Аким, уже когда добрался до дому, вспомнил, кого ему напомнила дочка кузнеца.
Он тоже ходил с войском Жмудислава на Красную Лагоду.
Глаза маленькой соплюшки были точь-в-точь такие же, как у демона, что вырвал сердце Жмудислава. Риви только предстояло стать охотницей за сердцами, но было ясно, что она тоже будет копаться в них, как в сору.
Сплюнул Аким, закинул топор на плечо, да и забыл.
И началось.
Лёдор, ростовщик из Лаждейного Поля кинулся в Красную Лагоду с просьбой, чтобы все должники отдавали вовремя и взятое взаймы, и проценты. Разумеется, отдавать они не стали. Но каждый нерадивый должник заболевал проказой, и вскоре никто уже не хотел брать в долг у Лёдора.

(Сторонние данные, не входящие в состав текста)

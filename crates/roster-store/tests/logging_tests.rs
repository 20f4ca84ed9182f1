// Store operations emit start/end boundaries through the logging facility

mod common;

use common::seeded_db;
use roster_core::logging_facility::init_test_capture;
use roster_core::schema::{EVENT_END, EVENT_END_ERROR, EVENT_START, FIELD_ERR_OP};
use roster_store::{StudentQuery, StudentRepo};

#[test]
fn test_store_operations_are_logged() {
    let capture = init_test_capture();
    let conn = seeded_db();

    StudentQuery::new().count(&conn).unwrap();
    let _ = StudentRepo::delete(&conn, 404);

    capture.assert_event_exists("student_insert_many", EVENT_START);
    capture.assert_event_exists("student_insert_many", EVENT_END);
    capture.assert_event_exists("student_query_count", EVENT_END);
    capture.assert_event_exists("student_delete", EVENT_END_ERROR);

    let errors: Vec<_> = capture
        .events_for_op("student_delete")
        .into_iter()
        .filter(|e| e.event.as_deref() == Some(EVENT_END_ERROR))
        .collect();
    assert!(errors
        .iter()
        .any(|e| e.fields.get("err_code").map(String::as_str) == Some("ERR_NOT_FOUND")));
}

#[test]
fn test_store_failure_logs_the_sqlite_operation() {
    let capture = init_test_capture();
    let conn = rusqlite::Connection::open_in_memory().unwrap();

    let err = StudentRepo::list_all(&conn).unwrap_err();
    assert_eq!(err.op(), Some("sqlite"));

    let failures: Vec<_> = capture
        .events_for_op("student_list_all")
        .into_iter()
        .filter(|e| e.event.as_deref() == Some(EVENT_END_ERROR))
        .collect();
    assert!(failures.iter().any(|e| {
        e.fields.get(FIELD_ERR_OP).map(String::as_str) == Some("sqlite")
            && e.fields.get("err_code").map(String::as_str) == Some("ERR_PERSISTENCE")
    }));
}
//! Checksum validation for migrations
//!
//! Computes SHA256 checksums of migration SQL to detect drift

use sha2::{Digest, Sha256};

/// Compute SHA256 checksum of a string
pub fn compute_checksum(content: &str) -> String {
    let mut hasher = Sha256::new();
    hasher.update(content.as_bytes());
    hex::encode(hasher.finalize())
}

Волдима, самая красивая девка Пятихаток, пошла к демонам с просьбой о выгодном замужестве. Имелся в виду, конечно, Руслан, самозваный князь и самый выгодный жених набирающего силу городка. У них с Волдимой дело было на мази, да только Руслан, чуя свою силу, воротил нос и капризничал, как малое дитя. Девке захотелось уверенности. Вместо этого покрылась чирьями и ослепла вторая красавица Пятихаток, Марья. Руслан же не захотел брать в дом ведьму, да еще и проведшую неделю в одной крепости с семерыми мужиками. Неизвестно, чем она заплатила за свое желание, — горько улыбаясь, говорил юный князь. И хотя уже было точно известно, что демоны Красной Лагоды ничего не берут взамен за исполнение самых сокровенных мечтаний, помолвка расстроилась. Волдима утопилась в пруду за старой мельницей. Когда лекарь распластал тело, чтобы согласно закона установить причину смерти, в утробе обнаружился младенчик мужеска пола. Что как будто подтвержало слова Руслана. И все матери незамужних еще девок хвалили князя за прозорливость, что не взял в дом демоненка, не стал покрывать чужой грех. А паскудники некоторые, которые везде найдутся, говорили, глумясь, что не сходятся слова с делом-то. Ибо нерожденному младенчику было около трех месяцев, а Волдима побывала в Красной Лагоде всего за две недели до смерти.
Но в Красной Лагоде многие находили не только исполнение сокровенной мечты своей, как бы грязна она ни была, но и смерть. Из пятерых, ушедших в проклятую крепость, двое не возвращались.
И об этом было известно Настёне, когда она, пойдя в лес за ягодами и заблудившись, выбрела на крепкую гать. Настёна посмотрела по сторонам и пошла в ту сторону, где в просветах между деревьями темнели воды Красной Лагоды. И в которых, как брызги крови, покачивались на волнах красные лотосы.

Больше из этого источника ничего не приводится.